A Novel Human TBCK- Neuronal Cell Model Results in Severe Neurodegeneration and Partial Rescue with Mitochondrial Fission Inhibition.

BACKGROUND AND OBJECTIVES

TBCK syndrome is a rare fatal pediatric neurodegenerative disease caused by biallelic loss-of-function mutations in the gene. Previous studies by our lab and others have implicated mTOR, autophagy, lysosomes, and intracellular mRNA transport, however the exact primary pathologic mechanism is unknown.

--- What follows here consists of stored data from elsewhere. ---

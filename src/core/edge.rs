//! Edge detection and morphology building blocks for the threshold
//! selector: Gaussian smoothing, Sobel gradients, non-maximum
//! suppression, hysteresis linking and disk dilation, all on
//! `Array2<f32>` grids with replicated borders.

use ndarray::Array2;

use crate::types::{Mask, Raster};

/// Canny-style edge detector.
///
/// `low` and `high` are absolute magnitude thresholds; callers normalize
/// the input to [0, 1] first so the defaults carry across scenes.
pub fn canny(image: &Raster, sigma: f32, low: f32, high: f32) -> Mask {
    let (rows, cols) = image.dim();
    if rows < 3 || cols < 3 {
        return Mask::from_elem((rows, cols), false);
    }

    let smoothed = gaussian_blur(image, sigma);
    let (gx, gy) = sobel_gradients(&smoothed);

    let mut mag = Array2::<f32>::zeros((rows, cols));
    for r in 0..rows {
        for c in 0..cols {
            mag[[r, c]] = (gx[[r, c]].powi(2) + gy[[r, c]].powi(2)).sqrt();
        }
    }

    let thin = non_maximum_suppression(&mag, &gx, &gy);
    hysteresis(&thin, low, high)
}

/// Separable Gaussian blur with replicated borders.
pub fn gaussian_blur(image: &Raster, sigma: f32) -> Raster {
    let kernel = gaussian_kernel(sigma);
    let radius = kernel.len() / 2;
    let (rows, cols) = image.dim();

    let clamp = |v: i64, hi: usize| v.clamp(0, hi as i64 - 1) as usize;

    // horizontal pass
    let mut tmp = Array2::<f32>::zeros((rows, cols));
    for r in 0..rows {
        for c in 0..cols {
            let mut acc = 0.0;
            for (k, w) in kernel.iter().enumerate() {
                let cc = clamp(c as i64 + k as i64 - radius as i64, cols);
                acc += w * image[[r, cc]];
            }
            tmp[[r, c]] = acc;
        }
    }

    // vertical pass
    let mut out = Array2::<f32>::zeros((rows, cols));
    for r in 0..rows {
        for c in 0..cols {
            let mut acc = 0.0;
            for (k, w) in kernel.iter().enumerate() {
                let rr = clamp(r as i64 + k as i64 - radius as i64, rows);
                acc += w * tmp[[rr, c]];
            }
            out[[r, c]] = acc;
        }
    }

    out
}

fn gaussian_kernel(sigma: f32) -> Vec<f32> {
    let sigma = sigma.max(0.1);
    let radius = (3.0 * sigma).ceil() as usize;
    let denom = 2.0 * sigma * sigma;

    let mut kernel: Vec<f32> = (0..=2 * radius)
        .map(|k| {
            let d = k as f32 - radius as f32;
            (-d * d / denom).exp()
        })
        .collect();

    let sum: f32 = kernel.iter().sum();
    for w in kernel.iter_mut() {
        *w /= sum;
    }
    kernel
}

/// 3x3 Sobel derivatives with replicated borders.
pub fn sobel_gradients(image: &Raster) -> (Raster, Raster) {
    const KX: [[f32; 3]; 3] = [[-1.0, 0.0, 1.0], [-2.0, 0.0, 2.0], [-1.0, 0.0, 1.0]];
    const KY: [[f32; 3]; 3] = [[-1.0, -2.0, -1.0], [0.0, 0.0, 0.0], [1.0, 2.0, 1.0]];

    let (rows, cols) = image.dim();
    let mut gx = Array2::<f32>::zeros((rows, cols));
    let mut gy = Array2::<f32>::zeros((rows, cols));

    for r in 0..rows {
        let rm = r.saturating_sub(1);
        let rp = (r + 1).min(rows - 1);
        let rr = [rm, r, rp];
        for c in 0..cols {
            let cm = c.saturating_sub(1);
            let cp = (c + 1).min(cols - 1);
            let cc = [cm, c, cp];

            let mut sx = 0.0;
            let mut sy = 0.0;
            for (i, &ri) in rr.iter().enumerate() {
                for (j, &cj) in cc.iter().enumerate() {
                    let v = image[[ri, cj]];
                    sx += KX[i][j] * v;
                    sy += KY[i][j] * v;
                }
            }
            gx[[r, c]] = sx;
            gy[[r, c]] = sy;
        }
    }

    (gx, gy)
}

/// Keep only local magnitude maxima along the (4-way quantized) gradient
/// direction.
fn non_maximum_suppression(mag: &Raster, gx: &Raster, gy: &Raster) -> Raster {
    let (rows, cols) = mag.dim();
    let mut out = Array2::<f32>::zeros((rows, cols));

    for r in 1..rows - 1 {
        for c in 1..cols - 1 {
            let m = mag[[r, c]];
            if m == 0.0 {
                continue;
            }

            let angle = gy[[r, c]].atan2(gx[[r, c]]).to_degrees();
            let angle = if angle < 0.0 { angle + 180.0 } else { angle };

            // neighbor pair along the gradient direction
            let (n1, n2) = if !(22.5..157.5).contains(&angle) {
                (mag[[r, c - 1]], mag[[r, c + 1]])
            } else if angle < 67.5 {
                (mag[[r - 1, c + 1]], mag[[r + 1, c - 1]])
            } else if angle < 112.5 {
                (mag[[r - 1, c]], mag[[r + 1, c]])
            } else {
                (mag[[r - 1, c - 1]], mag[[r + 1, c + 1]])
            };

            if m >= n1 && m >= n2 {
                out[[r, c]] = m;
            }
        }
    }

    out
}

/// Double-threshold hysteresis: seeds above `high`, grown through
/// 8-connected pixels above `low`.
fn hysteresis(mag: &Raster, low: f32, high: f32) -> Mask {
    let (rows, cols) = mag.dim();
    let mut edges = Mask::from_elem((rows, cols), false);
    let mut stack: Vec<(usize, usize)> = Vec::new();

    for r in 0..rows {
        for c in 0..cols {
            if mag[[r, c]] > high && !edges[[r, c]] {
                edges[[r, c]] = true;
                stack.push((r, c));

                while let Some((sr, sc)) = stack.pop() {
                    for dr in -1i64..=1 {
                        for dc in -1i64..=1 {
                            let nr = sr as i64 + dr;
                            let nc = sc as i64 + dc;
                            if nr < 0 || nc < 0 || nr >= rows as i64 || nc >= cols as i64 {
                                continue;
                            }
                            let (nr, nc) = (nr as usize, nc as usize);
                            if !edges[[nr, nc]] && mag[[nr, nc]] > low {
                                edges[[nr, nc]] = true;
                                stack.push((nr, nc));
                            }
                        }
                    }
                }
            }
        }
    }

    edges
}

/// Offsets of a disk-shaped structuring element of the given radius.
pub fn disk_offsets(radius: usize) -> Vec<(i64, i64)> {
    let r = radius as i64;
    let r2 = r * r;
    let mut offsets = Vec::new();
    for dr in -r..=r {
        for dc in -r..=r {
            if dr * dr + dc * dc <= r2 {
                offsets.push((dr, dc));
            }
        }
    }
    offsets
}

/// Morphological dilation by a disk of the given radius.
pub fn binary_dilation(mask: &Mask, radius: usize) -> Mask {
    let (rows, cols) = mask.dim();
    let offsets = disk_offsets(radius);
    let mut out = Mask::from_elem((rows, cols), false);

    for r in 0..rows {
        for c in 0..cols {
            if !mask[[r, c]] {
                continue;
            }
            for &(dr, dc) in &offsets {
                let nr = r as i64 + dr;
                let nc = c as i64 + dc;
                if nr >= 0 && nc >= 0 && nr < rows as i64 && nc < cols as i64 {
                    out[[nr as usize, nc as usize]] = true;
                }
            }
        }
    }

    out
}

This gap has prevented the development of targeted therapies.

METHODS

We employed a human neural progenitor cell line (NPC), ReNcell VM, which can differentiate into neurons and astrocytes, to understand the role of TBCK in mTORC1 activity and neuronal autophagy and cellular mechanisms of pathology. We used shRNA technology to knockdown TBCK in ReNcells.

RESULTS

These data showed that loss of TBCK did not inhibit mTORC1 activity in neither NPC nor neurons. Additionally, analysis of eight patient-derived cells and TBCK knock down HeLa cells showed that mTORC1 inhibition is inconsistent across different patients and cell types. We showed that TBCK knockdown in ReNcells affected NPC differentiation to neurons and astrocytes. Specifically, differentiation defects are coupled to cell cycle defects in NPC and increased cell death during differentiation. RNAseq analysis indicated the downregulation of several different neurodevelopmental and differentiation pathways. We observed a higher number of LC3-positive vesicles in the soma and neurites of TBCK knockdown cells. Further, TBCK knockdown altered mitochondrial dynamics and membrane potential in NPC, neurons and astrocytes. We found partial mitochondrial rescue with the mitochondrial fission inhibitor mdivi-1.

DISCUSSION

This work outlines a new Human Cell Model for TBCK-related neurodegeneration and the essential role of mitochondrial health and partial rescue with mitochondrial fission inhibitor. This data, along with human neurons and astrocytes, illuminate mechanisms of neurodegeneration and provide a possible novel therapeutic avenue for affected patients.